** MATERIAL FOR THIS EXERCISE **
//! Tracing configuration for the diskmemo CLI
//!
//! Logs go to stderr so command output on stdout stays machine readable.

use std::io;
pub use tracing::Level;
use tracing_subscriber::{filter::EnvFilter, layer::SubscriberExt, util::SubscriberInitExt};

/// Tracing output format options
#[derive(Debug, Clone, Copy, PartialEq, Eq, clap::ValueEnum)]
pub enum TracingFormat {
    /// Pretty-printed human-readable format
    Pretty,
    /// Compact single-line format
    Compact,
    /// Structured JSON format
    Json,
}

/// Log level options for CLI
#[derive(Debug, Clone, Copy, PartialEq, Eq, clap::ValueEnum)]
pub enum LogLevel {
    /// Show all logs (trace level)
    Trace,
    /// Show debug and above
    Debug,
    /// Show info and above
    Info,
    /// Show warnings and above (default)
    Warn,
    /// Show errors only
    Error,
}

impl From<LogLevel> for Level {
    fn from(level: LogLevel) -> Self {
        match level {
            LogLevel::Trace => Self::TRACE,
            LogLevel::Debug => Self::DEBUG,
            LogLevel::Info => Self::INFO,
            LogLevel::Warn => Self::WARN,
            LogLevel::Error => Self::ERROR,
        }
    }
}

impl std::str::FromStr for TracingFormat {
    type Err = String;

    fn from_str(s: &str) -> Result<Self, Self::Err> {
        match s.to_lowercase().as_str() {
            "pretty" => Ok(Self::Pretty),
            "compact" => Ok(Self::Compact),
            "json" => Ok(Self::Json),
            _ => Err(format!("Unknown tracing format: {s}")),
        }
    }
}

/// Tracing configuration
#[derive(Debug, Clone)]
pub struct TracingConfig {
    pub format: TracingFormat,
    pub level: Level,
    /// Explicit filter directive, overrides `RUST_LOG` and `level`
    pub filter: Option<String>,
}

impl Default for TracingConfig {
    fn default() -> Self {
        Self {
            format: TracingFormat::Compact,
            level: Level::WARN,
            filter: None,
        }
    }
}

/// Filter directive for our own crates at `level`
fn default_directive(level: Level) -> String {
    let level_str = level.as_str().to_lowercase();
    format!("diskmemo={level_str},diskmemo_cli={level_str}")
}

/// Initialize tracing with the given configuration
pub fn init_tracing(config: TracingConfig) -> miette::Result<()> {
    let env_filter = if let Some(filter) = config.filter {
        EnvFilter::try_new(filter)
    } else {
        EnvFilter::try_from_default_env()
            .or_else(|_| EnvFilter::try_new(default_directive(config.level)))
    }
    .map_err(|e| miette::miette!("Failed to create tracing filter: {e}"))?;

    let registry = tracing_subscriber::registry().with(env_filter);

    match config.format {
        TracingFormat::Pretty => {
            let layer = tracing_subscriber::fmt::layer()
                .pretty()
                .with_writer(io::stderr)
                .with_target(true);

            registry.with(layer).init();
        }
        TracingFormat::Compact => {
            let layer = tracing_subscriber::fmt::layer()
                .compact()
                .with_writer(io::stderr)
                .with_target(false)
                .with_thread_ids(false);

            registry.with(layer).init();
        }
        TracingFormat::Json => {
            let layer = tracing_subscriber::fmt::layer()
                .json()
                .with_writer(io::stderr)
                .with_current_span(true)
                .with_span_list(true);

            registry.with(layer).init();
        }
    }

    tracing::debug!(
        version = env!("CARGO_PKG_VERSION"),
        format = ?config.format,
        "Tracing initialized for diskmemo CLI"
    );

    Ok(())
}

** WORK INSTRUCTIONS **
Repeat the records above exactly, leaving none out.

** SOLUTION FOR THIS TASK **
//! Tracing configuration for the diskmemo CLI
//!
//! Logs go to stderr so command output on stdout stays machine readable.

use std::io;
pub use tracing::Level;
use tracing_subscriber::{filter::EnvFilter, layer::SubscriberExt, util::SubscriberInitExt};

/// Tracing output format options
#[derive(Debug, Clone, Copy, PartialEq, Eq, clap::ValueEnum)]
pub enum TracingFormat {
    /// Pretty-printed human-readable format
    Pretty,
    /// Compact single-line format
    Compact,
    /// Structured JSON format
    Json,
}

/// Log level options for CLI
#[derive(Debug, Clone, Copy, PartialEq, Eq, clap::ValueEnum)]
pub enum LogLevel {
    /// Show all logs (trace level)
    Trace,
    /// Show debug and above
    Debug,
    /// Show info and above
    Info,
    /// Show warnings and above (default)
    Warn,
    /// Show errors only
    Error,
}

impl From<LogLevel> for Level {
    fn from(level: LogLevel) -> Self {
        match level {
            LogLevel::Trace => Self::TRACE,
            LogLevel::Debug => Self::DEBUG,
            LogLevel::Info => Self::INFO,
            LogLevel::Warn => Self::WARN,
            LogLevel::Error => Self::ERROR,
        }
    }
}

impl std::str::FromStr for TracingFormat {
    type Err = String;

    fn from_str(s: &str) -> Result<Self, Self::Err> {
        match s.to_lowercase().as_str() {
            "pretty" => Ok(Self::Pretty),
            "compact" => Ok(Self::Compact),
            "json" => Ok(Self::Json),
            _ => Err(format!("Unknown tracing format: {s}")),
        }
    }
}

/// Tracing configuration
#[derive(Debug, Clone)]
pub struct TracingConfig {
    pub format: TracingFormat,
    pub level: Level,
    /// Explicit filter directive, overrides `RUST_LOG` and `level`
    pub filter: Option<String>,
}

impl Default for TracingConfig {
    fn default() -> Self {
        Self {
            format: TracingFormat::Compact,
            level: Level::WARN,
            filter: None,
        }
    }
}

/// Filter directive for our own crates at `level`
fn default_directive(level: Level) -> String {
    let level_str = level.as_str().to_lowercase();
    format!("diskmemo={level_str},diskmemo_cli={level_str}")
}

/// Initialize tracing with the given configuration
pub fn init_tracing(config: TracingConfig) -> miette::Result<()> {
    let env_filter = if let Some(filter) = config.filter {
        EnvFilter::try_new(filter)
    } else {
        EnvFilter::try_from_default_env()
            .or_else(|_| EnvFilter::try_new(default_directive(config.level)))
    }
    .map_err(|e| miette::miette!("Failed to create tracing filter: {e}"))?;

    let registry = tracing_subscriber::registry().with(env_filter);

    match config.format {
        TracingFormat::Pretty => {
            let layer = tracing_subscriber::fmt::layer()
                .pretty()
                .with_writer(io::stderr)
                .with_target(true);

            registry.with(layer).init();
        }
        TracingFormat::Compact => {
            let layer = tracing_subscriber::fmt::layer()
                .compact()
                .with_writer(io::stderr)
                .with_target(false)
                .with_thread_ids(false);

            registry.with(layer).init();
        }
        TracingFormat::Json => {
            let layer = tracing_subscriber::fmt::layer()
                .json()
                .with_writer(io::stderr)
                .with_current_span(true)
                .with_span_list(true);

            registry.with(layer).init();
        }
    }

    tracing::debug!(
        version = env!("CARGO_PKG_VERSION"),
        format = ?config.format,
        "Tracing initialized for diskmemo CLI"
    );

    Ok(())
}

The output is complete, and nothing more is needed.